When the code above is executed, the first two calls will take some time to compute and then the following calls will return immediately with the cached result for 39 and 40.

This concept only provides value for functions that take some time to compute.  If the function is simple, like returning the square of an input, the cost associated with caching may outweigh the cost of the actual operation.  But in the case of something rather complex, this can save a lot of time if the inputs to a function are likely to be the same. 

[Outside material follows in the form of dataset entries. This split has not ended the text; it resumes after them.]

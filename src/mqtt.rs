//! MQTT control-plane transport.
//!
//! One connection to the broker: the command topic feeds
//! [`commands::dispatch`], and the outbound event channel drains to the
//! event topic. The poll loop never does the work itself (dispatch
//! spawns each verb onto its own task), so a slow device cannot stall
//! ingress. Connection errors back off and retry; subscriptions are
//! re-issued on every ConnAck so a broker restart heals itself.

use std::sync::Arc;
use std::time::Duration;

use rumqttc::{AsyncClient, Event as MqttEvent, MqttOptions, Packet, QoS};
use tokio::sync::mpsc;
use tokio::time::sleep;
use tracing::{debug, error, info, warn};

use crate::commands;
use crate::config::MqttConfig;
use crate::events::Event;
use crate::system::System;

/// Capacity of rumqttc's request queue.
const REQUEST_QUEUE: usize = 64;

/// Backoff after a broker connection error.
const RECONNECT_DELAY: Duration = Duration::from_secs(2);

/// Run the transport until the task is aborted.
pub async fn run(
    system: Arc<System>,
    mut events_rx: mpsc::UnboundedReceiver<Event>,
    config: MqttConfig,
) {
    let mut options = MqttOptions::new(&config.client_id, &config.host, config.port);
    options.set_keep_alive(Duration::from_secs(config.keep_alive_secs));

    let (client, mut eventloop) = AsyncClient::new(options, REQUEST_QUEUE);

    // Publisher task: serialize and ship everything the daemon emits.
    let publish_client = client.clone();
    let event_topic = config.event_topic.clone();
    tokio::spawn(async move {
        while let Some(event) = events_rx.recv().await {
            match event.to_payload() {
                Ok(payload) => {
                    if let Err(err) = publish_client
                        .publish(event_topic.as_str(), QoS::AtLeastOnce, false, payload)
                        .await
                    {
                        warn!("event publish failed: {err}");
                    }
                }
                Err(err) => error!("unserializable event: {err}"),
            }
        }
        debug!("event channel closed, publisher exiting");
    });

    loop {
        match eventloop.poll().await {
            Ok(MqttEvent::Incoming(Packet::ConnAck(_))) => {
                info!(
                    "connected to MQTT broker at {}:{}",
                    config.host, config.port
                );
                if let Err(err) = client
                    .subscribe(config.command_topic.as_str(), QoS::AtLeastOnce)
                    .await
                {
                    warn!("subscribe to {} failed: {err}", config.command_topic);
                }
            }
            Ok(MqttEvent::Incoming(Packet::Publish(publish))) => {
                if publish.topic == config.command_topic {
                    commands::dispatch(&system, &publish.payload);
                } else {
                    debug!("ignoring publish on {}", publish.topic);
                }
            }
            Ok(_) => {}
            Err(err) => {
                warn!("MQTT connection error: {err}; retrying in {RECONNECT_DELAY:?}");
                sleep(RECONNECT_DELAY).await;
            }
        }
    }
}
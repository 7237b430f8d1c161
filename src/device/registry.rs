//! Process-wide device registry.
//!
//! The registry owns the only strong references to tracked
//! [`DeviceRecord`]s. Signal tasks hold weak references and treat a
//! failed upgrade as "record gone, drop the event". Lock ordering is
//! registry → record, and neither lock is ever held across bus I/O.

use std::collections::HashMap;
use std::sync::Arc;

use parking_lot::Mutex;
use tracing::{debug, info, warn};

use crate::bus::props;
use crate::bus::proxies::DEVICE_IFACE;
use crate::events::Event;
use crate::lifecycle;
use crate::mac;
use crate::reconcile;
use crate::signals;
use crate::system::System;

use super::record::DeviceRecord;

/// MAC → record map. Plain storage; orchestration lives in
/// [`add_device`] / [`remove_device`].
#[derive(Default)]
pub struct DeviceRegistry {
    devices: Mutex<HashMap<String, Arc<DeviceRecord>>>,
}

impl DeviceRegistry {
    pub fn new() -> Self {
        Self::default()
    }

    /// Copy of the strong reference, or `None` if the MAC is unknown.
    pub fn get(&self, mac: &str) -> Option<Arc<DeviceRecord>> {
        self.devices.lock().get(mac).cloned()
    }

    /// Insert a record unless its MAC is already present. Returns false
    /// when an existing record won.
    pub fn insert(&self, record: Arc<DeviceRecord>) -> bool {
        let mut devices = self.devices.lock();
        if devices.contains_key(record.mac()) {
            return false;
        }
        devices.insert(record.mac().to_string(), record);
        true
    }

    /// Remove and return the record. Once this returns, no `get` will
    /// observe the MAC again until a fresh add.
    pub fn take(&self, mac: &str) -> Option<Arc<DeviceRecord>> {
        self.devices.lock().remove(mac)
    }

    pub fn contains(&self, mac: &str) -> bool {
        self.devices.lock().contains_key(mac)
    }

    pub fn macs(&self) -> Vec<String> {
        self.devices.lock().keys().cloned().collect()
    }

    pub fn records(&self) -> Vec<Arc<DeviceRecord>> {
        self.devices.lock().values().cloned().collect()
    }

    pub fn len(&self) -> usize {
        self.devices.lock().len()
    }

    pub fn is_empty(&self) -> bool {
        self.devices.lock().is_empty()
    }
}

/// Register a device for management.
///
/// Idempotent: a MAC that is already tracked leaves the registry
/// untouched and re-emits its current snapshot. If the bus already
/// exposes the device, the record is populated from the managed-objects
/// snapshot and a PropertiesChanged watch is installed; otherwise it is
/// inserted with all flags down and waits for InterfacesAdded.
pub async fn add_device(system: &Arc<System>, mac_input: &str) {
    let Some(mac) = mac::normalize(mac_input) else {
        warn!("add_device: invalid MAC {mac_input:?}");
        system.events.send(Event::device_added_error(
            mac_input,
            "invalid MAC address",
        ));
        return;
    };

    if let Some(existing) = system.registry.get(&mac) {
        debug!("add_device: {mac} already registered");
        system.events.send(Event::device_added(&existing.snapshot()));
        return;
    }

    let record = Arc::new(DeviceRecord::new(mac.clone()));

    match system.bus.get_managed_objects().await {
        Ok(objects) => {
            let found = objects.iter().find_map(|(path, interfaces)| {
                let props = interfaces.get(DEVICE_IFACE)?;
                let address = props::string_prop(props, "Address")
                    .and_then(|a| mac::normalize(&a))
                    .or_else(|| mac::from_object_path(path.as_str()))?;
                (address == mac).then(|| (path.as_str().to_string(), props))
            });

            if let Some((path, props)) = found {
                record.set_object_path(&path);
                if let Some(name) = props::string_prop(props, "Name") {
                    record.set_name(name);
                }
                record.set_connected(props::bool_prop(props, "Connected").unwrap_or(false));
                record.set_paired(props::bool_prop(props, "Paired").unwrap_or(false));
                record.set_trusted(props::bool_prop(props, "Trusted").unwrap_or(false));
                if let Some(rssi) = props::i16_prop(props, "RSSI") {
                    record.set_rssi(rssi);
                }
                record.set_discovered(true);
                record.set_characteristics(reconcile::characteristics_under(&objects, &path));
            }
        }
        Err(err) => {
            warn!("add_device: managed-objects snapshot failed, {mac} will wait for signals: {err}");
        }
    }

    if !system.registry.insert(record.clone()) {
        // Lost a race with a concurrent add; the winner's state stands.
        if let Some(existing) = system.registry.get(&mac) {
            system.events.send(Event::device_added(&existing.snapshot()));
        }
        return;
    }

    if record.discovered() {
        if let Err(err) = signals::install_device_watch(system, &record).await {
            warn!("add_device: failed to install watch for {mac}: {err}");
        }
    }

    info!("device {mac} registered (discovered: {})", record.discovered());
    system.events.send(Event::device_added(&record.snapshot()));
}

/// Unregister a device.
///
/// The record is extracted under the registry lock; the best-effort
/// `Disconnect` and the watch teardown happen outside it. In-flight
/// signal handlers holding weak references simply fail to upgrade.
pub async fn remove_device(system: &Arc<System>, mac_input: &str) {
    let Some(mac) = mac::normalize(mac_input) else {
        warn!("remove_device: invalid MAC {mac_input:?}");
        system
            .events
            .send(Event::device_removed_error(mac_input, "invalid MAC address"));
        return;
    };

    let Some(record) = system.registry.take(&mac) else {
        debug!("remove_device: {mac} not found");
        system
            .events
            .send(Event::device_removed_error(&mac, "Device not found"));
        return;
    };

    if !record.object_path().is_empty() {
        if let Err(err) = lifecycle::disconnect(system, &record).await {
            debug!("remove_device: best-effort disconnect of {mac} failed: {err}");
        }
    }

    record.set_watch(None);
    info!("device {mac} removed");
    system.events.send(Event::device_removed(&mac));
}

The example I provided also only works for a function that takes a single argument, but this could be easily modified using a Tuple to provide support for functions that take multiple arguments.

Comments

  • Anonymous
    December 07, 2008
    It would be interesting to compare the cost if the Fib function internally used the CachedFunction. private int Fib(int val) {   return val <= 2 ? 1 : DoFib(val - 2) + DoFib(val - 1); }

  • Anonymous
    December 08, 2008
    Wow, an actually interesting post.  Congrats. I agree with Anders, you should try doing the Fib using the Cache.  (and post the time results).  The first handful of iterations you'll get nailed, but for something like that you could see some large gains with the higher numbers.   2 Problems that I can see:

  1. Can (should) only be used on functions that are deterministic.  I.E. If your method is doing something based off of timestamps, or Rands, etc, then you could be caching a result that could potentially change [ think of caching a function that takes as a parameter how many times to roll a dice and add up all the rolls]
  2. This seems like it would be very useful for something that is computationally intense.  However, with such an application, one would think that the set of all possible keys would be so large that you would not get enough "hits" to keep it in your cache. I've seen something similar to this before in embedded systems.  Used to keep lookup tables for Trig calcs in a table, so you wouldn't have to figure out cos(43) etc.   Your code is nice because it's more generic.